:: YOUR TASK ::
State the number of lines in the records underneath where the word "exactly" turns up, and say nothing else.
Segment Start: GIVEN INFORMATION
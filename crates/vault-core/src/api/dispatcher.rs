//! Action submission with optimistic-update / rollback semantics.
//!
//! `submit` is an explicit two-phase protocol: `apply_optimistic` runs
//! synchronously under the store lock before the network is touched, and
//! `reconcile` runs exactly once per submission with the final outcome, so
//! the rollback path is a first-class operation rather than something
//! inferred from error handling at the call site.

use std::sync::Arc;

use serde_json::Value;
use tokio::sync::mpsc::UnboundedSender;
use tokio::time::{sleep, timeout};
use tracing::{debug, warn};

use crate::config::CoreConfig;
use crate::constants::SUBMIT_RETRY_DELAYS;
use crate::error::ActionError;
use crate::models::{ActionKind, ActionOutcome};
use crate::store::SharedStore;
use crate::CoreEvent;

pub struct ActionDispatcher {
    api: Arc<dyn crate::api::InboxApi>,
    store: SharedStore,
    events_tx: UnboundedSender<CoreEvent>,
    submit_deadline: std::time::Duration,
}

impl ActionDispatcher {
    pub fn new(
        api: Arc<dyn crate::api::InboxApi>,
        store: SharedStore,
        events_tx: UnboundedSender<CoreEvent>,
        config: &CoreConfig,
    ) -> Self {
        Self {
            api,
            store,
            events_tx,
            submit_deadline: config.submit_deadline,
        }
    }

    /// Submit one user action against an inbox item.
    ///
    /// Fails fast with `AlreadyPending` if an action for the item is still in
    /// flight (no network contact). On network failure the submission is
    /// retried twice with linear backoff before the optimistic state is
    /// rolled back and the error surfaced.
    pub async fn submit(
        &self,
        item_id: &str,
        kind: ActionKind,
        payload: Option<Value>,
    ) -> Result<ActionOutcome, ActionError> {
        // Phase 1: optimistic mutation, synchronous under the store lock.
        // A fast failure here means nothing was applied, so no reconcile.
        self.store
            .lock()
            .apply_optimistic(item_id, kind, payload.clone())?;
        self.notify_changed();

        // Phase 2: the round trip, bounded by the hard submission cap so
        // teardown never waits on it forever.
        let result = match timeout(
            self.submit_deadline,
            self.send_with_retries(item_id, kind, payload.as_ref()),
        )
        .await
        {
            Ok(result) => result,
            Err(_) => Err(ActionError::NetworkFailure(
                "submission deadline exceeded".to_string(),
            )),
        };

        // Phase 3: reconcile exactly once, whatever the outcome.
        let outcome = match &result {
            Ok(()) => ActionOutcome::Confirmed,
            Err(ActionError::ItemGone { .. }) => ActionOutcome::ItemGone,
            Err(_) => ActionOutcome::Failed,
        };
        self.store.lock().reconcile(item_id, &outcome);
        self.notify_changed();

        match result {
            Ok(()) => {
                debug!(item_id, action = kind.as_str(), "action confirmed");
                Ok(ActionOutcome::Confirmed)
            }
            // Confirmed-absent is a reconciliation conflict, not a user-visible
            // failure: the item was dropped and the intent is moot.
            Err(ActionError::ItemGone { .. }) => Ok(ActionOutcome::ItemGone),
            Err(err) => {
                warn!(item_id, action = kind.as_str(), %err, "action failed; rolled back");
                let _ = self.events_tx.send(CoreEvent::ActionFailed {
                    item_id: item_id.to_string(),
                    error: err.clone(),
                });
                Err(err)
            }
        }
    }

    async fn send_with_retries(
        &self,
        item_id: &str,
        kind: ActionKind,
        payload: Option<&Value>,
    ) -> Result<(), ActionError> {
        let mut attempt = 0;
        loop {
            match self.api.submit_action(item_id, kind, payload).await {
                Ok(()) => return Ok(()),
                Err(ActionError::NetworkFailure(reason)) => {
                    let Some(delay) = SUBMIT_RETRY_DELAYS.get(attempt) else {
                        return Err(ActionError::NetworkFailure(reason));
                    };
                    debug!(item_id, attempt, ?delay, %reason, "retrying action submission");
                    sleep(*delay).await;
                    attempt += 1;
                }
                // Auth, rejection, and not-found are not transient; retrying
                // would just repeat the answer.
                Err(err) => return Err(err),
            }
        }
    }

    fn notify_changed(&self) {
        let count = self.store.lock().count();
        let _ = self.events_tx.send(CoreEvent::InboxChanged { count });
    }
}

#[cfg(test)]
mod tests {
    use std::sync::atomic::{AtomicUsize, Ordering};
    use std::sync::Arc;

    use async_trait::async_trait;
    use parking_lot::Mutex;
    use tokio::sync::mpsc;
    use tokio::time::Instant;

    use super::*;
    use crate::api::InboxApi;
    use crate::error::FetchError;
    use crate::models::{InboxItem, ItemStatus, Snapshot};
    use crate::store::shared_store;

    struct MockApi {
        /// Scripted responses, popped from the back; once exhausted the
        /// submission hangs forever (used to pin an action in flight)
        script: Mutex<Vec<Result<(), ActionError>>>,
        calls: AtomicUsize,
    }

    impl MockApi {
        fn scripted(script: Vec<Result<(), ActionError>>) -> Arc<Self> {
            Arc::new(Self {
                script: Mutex::new(script),
                calls: AtomicUsize::new(0),
            })
        }

        fn calls(&self) -> usize {
            self.calls.load(Ordering::SeqCst)
        }
    }

    #[async_trait]
    impl InboxApi for MockApi {
        async fn fetch_snapshot(&self) -> Result<Snapshot, FetchError> {
            Ok(Snapshot::default())
        }

        async fn submit_action(
            &self,
            _item_id: &str,
            _kind: ActionKind,
            _payload: Option<&Value>,
        ) -> Result<(), ActionError> {
            self.calls.fetch_add(1, Ordering::SeqCst);
            let next = self.script.lock().pop();
            match next {
                Some(result) => result,
                None => futures::future::pending().await,
            }
        }
    }

    fn pending_item(id: &str) -> InboxItem {
        InboxItem {
            id: id.to_string(),
            content: "text".to_string(),
            source: "test".to_string(),
            title: None,
            created_at: 1,
            status: ItemStatus::Pending,
            cluster_id: None,
        }
    }

    fn dispatcher_with(
        api: Arc<MockApi>,
    ) -> (ActionDispatcher, SharedStore, mpsc::UnboundedReceiver<CoreEvent>) {
        let store = shared_store();
        store.lock().load_snapshot(vec![pending_item("mem_1")], vec![]);
        let (events_tx, events_rx) = mpsc::unbounded_channel();
        let dispatcher =
            ActionDispatcher::new(api, store.clone(), events_tx, &CoreConfig::default());
        (dispatcher, store, events_rx)
    }

    #[tokio::test]
    async fn test_confirmed_dismiss_is_final() {
        let api = MockApi::scripted(vec![Ok(())]);
        let (dispatcher, store, _rx) = dispatcher_with(api.clone());

        assert_eq!(store.lock().count(), 1);
        let outcome = dispatcher
            .submit("mem_1", ActionKind::Dismiss, None)
            .await
            .unwrap();
        assert_eq!(outcome, ActionOutcome::Confirmed);
        assert_eq!(api.calls(), 1);
        assert_eq!(store.lock().count(), 0);
        assert!(!store.lock().contains("mem_1"));
        assert!(!store.lock().has_inflight("mem_1"));
    }

    #[tokio::test]
    async fn test_rejected_dismiss_rolls_back_and_surfaces() {
        let api = MockApi::scripted(vec![Err(ActionError::ServerRejected { status: 422 })]);
        let (dispatcher, store, mut rx) = dispatcher_with(api.clone());

        let err = dispatcher
            .submit("mem_1", ActionKind::Dismiss, None)
            .await
            .unwrap_err();
        assert_eq!(err, ActionError::ServerRejected { status: 422 });
        // Rejection is not transient: one call, no retries
        assert_eq!(api.calls(), 1);
        assert_eq!(store.lock().count(), 1);
        assert!(store.lock().contains("mem_1"));

        // Consumer sees the optimistic drop, the restoration, and the failure
        let mut failures = 0;
        while let Ok(event) = rx.try_recv() {
            if matches!(event, CoreEvent::ActionFailed { .. }) {
                failures += 1;
            }
        }
        assert_eq!(failures, 1);
    }

    #[tokio::test(start_paused = true)]
    async fn test_network_failure_retries_linear_backoff_then_succeeds() {
        // Script is popped from the back: two failures, then success
        let api = MockApi::scripted(vec![
            Ok(()),
            Err(ActionError::NetworkFailure("conn reset".to_string())),
            Err(ActionError::NetworkFailure("conn reset".to_string())),
        ]);
        let (dispatcher, store, _rx) = dispatcher_with(api.clone());

        let started = Instant::now();
        let outcome = dispatcher
            .submit("mem_1", ActionKind::Dismiss, None)
            .await
            .unwrap();
        assert_eq!(outcome, ActionOutcome::Confirmed);
        assert_eq!(api.calls(), 3);
        // 500ms + 1500ms of linear backoff
        assert_eq!(started.elapsed().as_millis(), 2000);
        assert_eq!(store.lock().count(), 0);
    }

    #[tokio::test(start_paused = true)]
    async fn test_network_failure_exhausts_retries_and_rolls_back() {
        let api = MockApi::scripted(vec![
            Err(ActionError::NetworkFailure("down".to_string())),
            Err(ActionError::NetworkFailure("down".to_string())),
            Err(ActionError::NetworkFailure("down".to_string())),
        ]);
        let (dispatcher, store, _rx) = dispatcher_with(api.clone());

        let err = dispatcher
            .submit("mem_1", ActionKind::Dismiss, None)
            .await
            .unwrap_err();
        assert!(matches!(err, ActionError::NetworkFailure(_)));
        assert_eq!(api.calls(), 3);
        assert_eq!(store.lock().count(), 1);
    }

    #[tokio::test]
    async fn test_second_submit_fails_fast_without_network() {
        // Empty script: the first submission parks in flight forever
        let api = MockApi::scripted(vec![]);
        let (dispatcher, store, _rx) = dispatcher_with(api.clone());
        let dispatcher = Arc::new(dispatcher);

        let first = {
            let dispatcher = dispatcher.clone();
            tokio::spawn(async move { dispatcher.submit("mem_1", ActionKind::Dismiss, None).await })
        };
        // Let the first submission reach the network await
        tokio::task::yield_now().await;
        assert!(store.lock().has_inflight("mem_1"));

        let err = dispatcher
            .submit("mem_1", ActionKind::AcceptMerge, None)
            .await
            .unwrap_err();
        assert_eq!(
            err,
            ActionError::AlreadyPending {
                item_id: "mem_1".to_string()
            }
        );
        // The second submission never contacted the network
        assert_eq!(api.calls(), 1);
        first.abort();
    }

    #[tokio::test]
    async fn test_item_gone_drops_locally_without_error() {
        let api = MockApi::scripted(vec![Err(ActionError::ItemGone {
            item_id: "mem_1".to_string(),
        })]);
        let (dispatcher, store, _rx) = dispatcher_with(api.clone());

        let outcome = dispatcher
            .submit("mem_1", ActionKind::Dismiss, None)
            .await
            .unwrap();
        assert_eq!(outcome, ActionOutcome::ItemGone);
        assert_eq!(store.lock().count(), 0);
        assert!(!store.lock().contains("mem_1"));
    }

    #[tokio::test(start_paused = true)]
    async fn test_submission_deadline_caps_the_round_trip() {
        // Empty script: the call hangs until the 60s cap fires
        let api = MockApi::scripted(vec![]);
        let (dispatcher, store, _rx) = dispatcher_with(api.clone());

        let err = dispatcher
            .submit("mem_1", ActionKind::Dismiss, None)
            .await
            .unwrap_err();
        assert!(matches!(err, ActionError::NetworkFailure(_)));
        assert_eq!(store.lock().count(), 1);
        assert!(!store.lock().has_inflight("mem_1"));
    }
}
Segment End: GIVEN INFORMATION
:: WRITTEN RESPONSE ::
2